What you return should be each line of the data containing the string "atomic".

:: Source records ::

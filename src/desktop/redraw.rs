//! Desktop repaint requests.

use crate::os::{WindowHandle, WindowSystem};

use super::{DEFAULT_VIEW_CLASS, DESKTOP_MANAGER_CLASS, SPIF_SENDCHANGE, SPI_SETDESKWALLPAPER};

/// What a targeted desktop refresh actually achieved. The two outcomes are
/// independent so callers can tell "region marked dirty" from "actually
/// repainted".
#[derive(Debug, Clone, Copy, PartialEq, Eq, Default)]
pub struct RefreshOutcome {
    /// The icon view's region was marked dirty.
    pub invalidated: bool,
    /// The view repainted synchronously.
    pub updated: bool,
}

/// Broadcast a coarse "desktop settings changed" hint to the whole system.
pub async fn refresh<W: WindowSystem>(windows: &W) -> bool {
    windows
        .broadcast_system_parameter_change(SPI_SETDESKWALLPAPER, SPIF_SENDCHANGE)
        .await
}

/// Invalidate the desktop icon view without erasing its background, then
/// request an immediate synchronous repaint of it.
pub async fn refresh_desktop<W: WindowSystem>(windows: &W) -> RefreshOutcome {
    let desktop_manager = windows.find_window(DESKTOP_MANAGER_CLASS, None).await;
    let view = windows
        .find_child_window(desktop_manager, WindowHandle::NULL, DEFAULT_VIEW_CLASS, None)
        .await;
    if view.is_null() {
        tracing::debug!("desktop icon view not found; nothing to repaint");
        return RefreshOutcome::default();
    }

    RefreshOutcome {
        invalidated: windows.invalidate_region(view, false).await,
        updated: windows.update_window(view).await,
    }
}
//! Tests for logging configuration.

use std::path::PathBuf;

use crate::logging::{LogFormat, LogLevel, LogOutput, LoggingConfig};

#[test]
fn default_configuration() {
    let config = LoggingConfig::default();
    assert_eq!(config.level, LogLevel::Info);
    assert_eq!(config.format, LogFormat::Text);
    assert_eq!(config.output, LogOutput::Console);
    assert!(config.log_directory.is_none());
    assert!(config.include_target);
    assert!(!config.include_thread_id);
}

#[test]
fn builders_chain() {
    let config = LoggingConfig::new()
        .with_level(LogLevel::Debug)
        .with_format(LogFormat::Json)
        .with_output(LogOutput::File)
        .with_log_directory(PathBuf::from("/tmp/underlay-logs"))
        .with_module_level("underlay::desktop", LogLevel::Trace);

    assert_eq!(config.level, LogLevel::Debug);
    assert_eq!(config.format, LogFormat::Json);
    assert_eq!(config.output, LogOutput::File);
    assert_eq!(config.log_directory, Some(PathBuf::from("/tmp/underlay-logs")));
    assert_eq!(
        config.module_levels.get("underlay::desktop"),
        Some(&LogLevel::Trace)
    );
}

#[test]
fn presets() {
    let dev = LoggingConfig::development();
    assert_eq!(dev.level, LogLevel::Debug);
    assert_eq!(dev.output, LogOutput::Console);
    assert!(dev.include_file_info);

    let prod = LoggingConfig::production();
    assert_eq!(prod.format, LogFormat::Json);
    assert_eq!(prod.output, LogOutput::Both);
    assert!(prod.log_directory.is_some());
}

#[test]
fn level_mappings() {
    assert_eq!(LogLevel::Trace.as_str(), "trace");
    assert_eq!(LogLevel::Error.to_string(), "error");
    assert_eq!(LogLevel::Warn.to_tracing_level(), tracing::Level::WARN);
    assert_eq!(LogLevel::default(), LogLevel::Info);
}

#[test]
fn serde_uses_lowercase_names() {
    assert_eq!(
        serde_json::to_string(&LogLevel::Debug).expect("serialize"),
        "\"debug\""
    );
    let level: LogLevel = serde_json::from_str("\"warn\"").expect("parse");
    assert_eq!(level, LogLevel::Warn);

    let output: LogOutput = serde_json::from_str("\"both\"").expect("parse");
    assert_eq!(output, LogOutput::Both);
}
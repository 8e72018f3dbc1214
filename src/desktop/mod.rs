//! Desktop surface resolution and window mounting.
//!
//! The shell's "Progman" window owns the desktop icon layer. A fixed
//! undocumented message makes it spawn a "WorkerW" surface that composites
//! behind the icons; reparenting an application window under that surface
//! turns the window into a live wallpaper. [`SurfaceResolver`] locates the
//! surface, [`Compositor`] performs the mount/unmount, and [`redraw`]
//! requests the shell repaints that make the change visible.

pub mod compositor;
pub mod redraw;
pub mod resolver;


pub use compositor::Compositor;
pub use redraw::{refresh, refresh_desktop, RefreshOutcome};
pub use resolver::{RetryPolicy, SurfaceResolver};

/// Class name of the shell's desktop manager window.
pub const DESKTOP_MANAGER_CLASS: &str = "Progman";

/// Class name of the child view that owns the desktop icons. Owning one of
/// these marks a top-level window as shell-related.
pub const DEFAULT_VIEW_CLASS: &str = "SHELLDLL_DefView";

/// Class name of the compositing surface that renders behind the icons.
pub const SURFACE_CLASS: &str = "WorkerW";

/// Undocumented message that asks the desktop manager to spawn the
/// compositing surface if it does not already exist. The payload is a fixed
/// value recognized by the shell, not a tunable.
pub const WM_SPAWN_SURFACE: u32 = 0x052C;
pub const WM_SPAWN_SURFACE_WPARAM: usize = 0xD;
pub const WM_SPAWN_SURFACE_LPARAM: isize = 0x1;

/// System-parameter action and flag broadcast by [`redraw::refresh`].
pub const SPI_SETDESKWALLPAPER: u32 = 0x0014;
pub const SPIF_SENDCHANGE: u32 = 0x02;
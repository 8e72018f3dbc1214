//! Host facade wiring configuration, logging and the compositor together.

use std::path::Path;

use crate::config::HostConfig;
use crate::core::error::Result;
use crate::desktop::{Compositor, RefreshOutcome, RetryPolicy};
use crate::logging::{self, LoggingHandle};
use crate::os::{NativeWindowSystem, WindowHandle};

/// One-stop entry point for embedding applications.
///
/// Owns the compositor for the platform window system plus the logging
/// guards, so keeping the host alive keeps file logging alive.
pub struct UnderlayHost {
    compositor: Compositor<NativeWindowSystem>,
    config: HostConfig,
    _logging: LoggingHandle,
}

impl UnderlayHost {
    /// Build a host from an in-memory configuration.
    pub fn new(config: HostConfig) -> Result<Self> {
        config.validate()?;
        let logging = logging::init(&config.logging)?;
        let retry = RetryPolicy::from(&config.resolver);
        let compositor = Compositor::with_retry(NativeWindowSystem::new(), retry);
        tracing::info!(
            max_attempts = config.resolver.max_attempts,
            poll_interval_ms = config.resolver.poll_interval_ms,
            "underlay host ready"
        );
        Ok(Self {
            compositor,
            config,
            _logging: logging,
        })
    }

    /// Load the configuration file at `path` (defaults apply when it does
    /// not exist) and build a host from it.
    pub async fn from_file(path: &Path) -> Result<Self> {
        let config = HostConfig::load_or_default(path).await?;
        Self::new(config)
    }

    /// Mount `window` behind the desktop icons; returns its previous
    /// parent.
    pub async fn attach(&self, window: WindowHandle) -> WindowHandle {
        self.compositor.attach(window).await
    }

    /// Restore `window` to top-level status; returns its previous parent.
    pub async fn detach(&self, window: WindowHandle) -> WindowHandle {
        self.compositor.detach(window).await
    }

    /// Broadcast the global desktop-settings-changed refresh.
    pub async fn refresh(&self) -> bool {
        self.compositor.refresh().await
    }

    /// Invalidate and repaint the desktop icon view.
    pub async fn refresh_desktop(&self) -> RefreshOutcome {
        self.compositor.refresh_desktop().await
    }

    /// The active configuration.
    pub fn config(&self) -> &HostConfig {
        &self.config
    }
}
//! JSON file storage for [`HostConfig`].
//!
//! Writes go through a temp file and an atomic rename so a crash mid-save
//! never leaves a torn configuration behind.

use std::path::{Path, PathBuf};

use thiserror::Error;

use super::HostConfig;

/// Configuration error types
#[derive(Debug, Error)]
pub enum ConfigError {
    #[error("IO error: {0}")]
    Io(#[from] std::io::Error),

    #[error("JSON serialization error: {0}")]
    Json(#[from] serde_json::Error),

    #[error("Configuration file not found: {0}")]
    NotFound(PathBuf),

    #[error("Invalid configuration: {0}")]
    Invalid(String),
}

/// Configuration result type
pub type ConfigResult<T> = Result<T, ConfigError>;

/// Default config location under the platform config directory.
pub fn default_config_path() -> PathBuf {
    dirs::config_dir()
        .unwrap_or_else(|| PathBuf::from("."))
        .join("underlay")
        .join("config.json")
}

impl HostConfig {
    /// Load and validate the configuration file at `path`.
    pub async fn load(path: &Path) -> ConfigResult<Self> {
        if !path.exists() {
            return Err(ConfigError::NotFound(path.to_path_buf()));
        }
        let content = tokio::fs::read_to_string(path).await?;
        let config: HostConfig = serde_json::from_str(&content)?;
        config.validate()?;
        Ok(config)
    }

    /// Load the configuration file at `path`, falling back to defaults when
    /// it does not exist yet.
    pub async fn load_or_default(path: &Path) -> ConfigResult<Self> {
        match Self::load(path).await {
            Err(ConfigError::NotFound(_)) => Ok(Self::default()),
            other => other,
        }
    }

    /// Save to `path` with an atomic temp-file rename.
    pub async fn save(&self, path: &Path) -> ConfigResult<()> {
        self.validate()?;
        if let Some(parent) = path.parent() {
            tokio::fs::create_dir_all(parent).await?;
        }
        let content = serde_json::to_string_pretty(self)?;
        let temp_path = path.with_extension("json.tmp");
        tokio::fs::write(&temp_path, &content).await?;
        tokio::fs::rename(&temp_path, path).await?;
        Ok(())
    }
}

:::

Task result
//! Writes go through a temp file and an atomic rename so a crash mid-save
    /// Save to `path` with an atomic temp-file rename.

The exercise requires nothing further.